Associate Clinical Research Associate - FSP

Job Purpose:
The Role for Associate Clinical Research Associate (ACRA) has been created in Parexel to train and develop people, without any experience in clinical research. During the training period (minimum 6 months), ACRA is responsible for learning and developing skills and competencies to work in a clinical research environment.
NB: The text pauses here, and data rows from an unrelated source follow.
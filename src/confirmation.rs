use ulid::Ulid;

pub const CONFIRMATION_PREFIX: &str = "CI";
/// Hex digits after the prefix.
pub const CONFIRMATION_DIGITS: usize = 12;
pub const CONFIRMATION_LEN: usize = CONFIRMATION_PREFIX.len() + CONFIRMATION_DIGITS;

/// Produces public confirmation tokens. Uniqueness is checked by the engine,
/// which retries a bounded number of times on collision.
pub trait ConfirmationIds: Send + Sync {
    fn generate(&self) -> String;
}

/// `CI` followed by 48 bits of ULID randomness as uppercase hex.
#[derive(Debug, Default, Clone, Copy)]
pub struct UlidConfirmationIds;

impl ConfirmationIds for UlidConfirmationIds {
    fn generate(&self) -> String {
        let bits = Ulid::new().random() & 0xFFFF_FFFF_FFFF;
        format!("{CONFIRMATION_PREFIX}{bits:012X}")
    }
}

/// Whether `s` has the shape of a confirmation id.
pub fn is_well_formed(s: &str) -> bool {
    s.len() == CONFIRMATION_LEN
        && s.starts_with(CONFIRMATION_PREFIX)
        && s[CONFIRMATION_PREFIX.len()..]
            .chars()
            .all(|c| c.is_ascii_digit() || ('A'..='F').contains(&c))
}

#[cfg(test)]
mod tests {
    use super::*;
    use std::collections::HashSet;

    #[test]
    fn generated_ids_are_well_formed() {
        let ids = UlidConfirmationIds;
        for _ in 0..100 {
            let id = ids.generate();
            assert!(is_well_formed(&id), "bad id: {id}");
        }
    }

    #[test]
    fn generated_ids_are_distinct() {
        let ids = UlidConfirmationIds;
        let seen: HashSet<String> = (0..1000).map(|_| ids.generate()).collect();
        assert_eq!(seen.len(), 1000);
    }

    #[test]
    fn well_formed_rejects_bad_shapes() {
        assert!(is_well_formed("CI0123456789AB"));
        assert!(!is_well_formed("CI0123456789ab")); // lowercase
        assert!(!is_well_formed("XX0123456789AB"));
        assert!(!is_well_formed("CI0123"));
        assert!(!is_well_formed("CI0123456789ABC"));
    }
}
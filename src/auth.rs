use async_trait::async_trait;
use pgwire::api::auth::{AuthSource, LoginInfo, Password};
use pgwire::error::PgWireResult;

/// Single shared password for every login; the user name is not checked.
#[derive(Debug)]
pub struct CoversAuthSource {
    password: String,
}

impl CoversAuthSource {
    pub fn new(password: String) -> Self {
        Self { password }
    }
}

#[async_trait]
impl AuthSource for CoversAuthSource {
    async fn get_password(&self, login: &LoginInfo) -> PgWireResult<Password> {
        tracing::debug!("password login for {:?}", login.user());
        Ok(Password::new(None, self.password.as_bytes().to_vec()))
    }
}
At the end of this period the ACRA would be ready to work independently within Global Clinical Operations Department in Parexel.
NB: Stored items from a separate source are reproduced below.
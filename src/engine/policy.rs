use chrono::{NaiveTime, TimeDelta, Timelike};

use crate::model::{MINUTES_PER_DAY, Minutes, Window, minute_of_day};

/// Ends before this hour may run past closing (late service rolling into the
/// early morning).
pub const EARLY_MORNING_ROLLOVER_HOUR: u32 = 6;

/// Table occupancy for a party. Sizes above 20 map to the top step; range
/// checks happen before this is called.
pub fn duration_for(party_size: u32) -> Minutes {
    match party_size {
        0..=2 => 60,
        3..=4 => 90,
        5..=8 => 120,
        _ => 150,
    }
}

/// Wall-clock end of a booking, wrapping past midnight.
pub fn end_time(start: NaiveTime, duration: Minutes) -> NaiveTime {
    start
        .overflowing_add_signed(TimeDelta::minutes(i64::from(duration)))
        .0
}

/// Whether a booking ending at `end` is past closing. An end in the early
/// morning is let through.
pub fn ends_after_closing(end: NaiveTime, closing: NaiveTime) -> bool {
    end > closing && end.hour() >= EARLY_MORNING_ROLLOVER_HOUR
}

/// Closing-time check for a booking on a day with the given hours. Days that
/// close at or after midnight are compared on the un-wrapped timeline; the
/// early-morning allowance applies on both paths.
pub fn runs_past_closing(
    start: NaiveTime,
    duration: Minutes,
    opening: NaiveTime,
    closing: NaiveTime,
) -> bool {
    let end = end_time(start, duration);
    if closing > opening {
        return ends_after_closing(end, closing);
    }
    let close = minute_of_day(closing) + MINUTES_PER_DAY;
    Window::starting_at(start, duration).end > close && end.hour() >= EARLY_MORNING_ROLLOVER_HOUR
}
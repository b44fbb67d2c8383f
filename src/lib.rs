pub mod auth;
pub mod clock;
pub mod compactor;
pub mod config;
pub mod confirmation;
pub mod engine;
pub mod limits;
pub mod model;
pub mod notify;
pub mod observability;
pub mod sql;
pub mod tls;
pub mod wal;
pub mod wire;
• Attend all training activities organized for this role (in the country or at international level)
• Complete all mandatory trainings in LMS
• Do all pre-work that applies to each training activity
• Complete and deliver on time all activities including post-training activities
• Attend all on-going, relevant trainings, including Continuing Education Workshops (CEW) that are applicable
• Learn to work in compliance with ICH-GCP Guidelines, applicable international and local regulations, Parexel SOPs, other Parexel and study specific procedures and requirements
• Show commitment and consistently perform high quality work

• Learn to build relationships with investigators and site staff, including participation in calls with sites
• Be able to identify and understand essential documents required for a clinical trial
• Be present and support all start-up activities including EC/IRB
• Understand the submission process for Site Regulatory Package (SRP) documents collection and follow-up
• Being involved in issue identification, follow-up and resolution.
• Be able to identify and evaluate potential quality issues.
• Attend remote observational visits as requested
• Learn about the practical use of the Clinical Trial Management System (CTMS) and any other relevant internal systems

• Arrange on-site observational visits and logistics (e.g. travel arrangements).
• Perform on-site observational visits (Qualification, Initiation, Monitoring and Termination) with appropriate support; apply judgment and knowledge to independently resolve site issues, questions and concerns.
• Work with the mentor in the visit report and follow up letters writing activities.

• Successfully pass all assessments related to this role
• Complete routine departmental administrative tasks in a timely manner (e.g. times, metrics, concur etc.)
• Attend to all internal activities and corporate meetings

• Perform project specific training agreed to understand the main project activities
• Ensure the basic understanding of project scope, milestones,budgets, and time codes and strive for high quality, timely, and efficient delivery
• Help the local team in completing Clinical Trial Management Systems (CTMS) and study specific trackers
• Track, scan, code and apply naming convention and send documents to the relevant study e-CF Work In Progress (WIP) area and Central File (CF) area of PMED as per the Central File Maintenance Plan, if applicable
• Filling and Archiving paper wet-ink documents in the Central Files office location as per the Central File Maintenance Plan (CFMP) if applicable
• Assist with the creation and completion of the Investigator Site File if applicable
• Support in on-site / remote visits preparation and follow-up if applicable

Skills:
• Ability to interact professionally within a client organization with the support of manager or team members
• Flexible and positive attitude with respect to work assignments and new learning
• Ability to manage multiple and varied tasks with enthusiasm
• Attention to detail
• Willingness to work in a matrix environment and to value the importance of teamwork

• Strong computer skills including but not limited to the knowledge of a Clinical Trial Management System (CTMS), Electronic Document Management System (EDMS), and MS-Office products such as Excel and Word
• Sound interpersonal, verbal, and written communication skills
• Sound proactive and problem solving skills
• Sense of urgency in completing assigned tasks and ability to assist others to meet study/ country deliverables
• Effective time management in order to meet daily metrics, team objectives, and department goals
• Shows commitment to and performs consistently high quality work
• Able to accommodate travel time requirements, according to tasks allocation/phase of the study assigned
• Willing and able to travel locally and internationally occasionally as required.
• Holds a driver’s license where required.

Knowledge and Experience:
• Previous relevant work experience valuable
• Proficient in written and oral English and fluent in relevant local language

Education:
• Educated to degree level (biological science, pharmacy or other health-related discipline preferred) or equivalent nursing qualification

EEO Disclaimer

Parexel is an equal opportunity employer. Qualified applicants will receive consideration for employment without regard to legally protected status, which in the United States includes race, color, religion, sex, sexual orientation, gender identity, national origin, disability, or protected veteran status.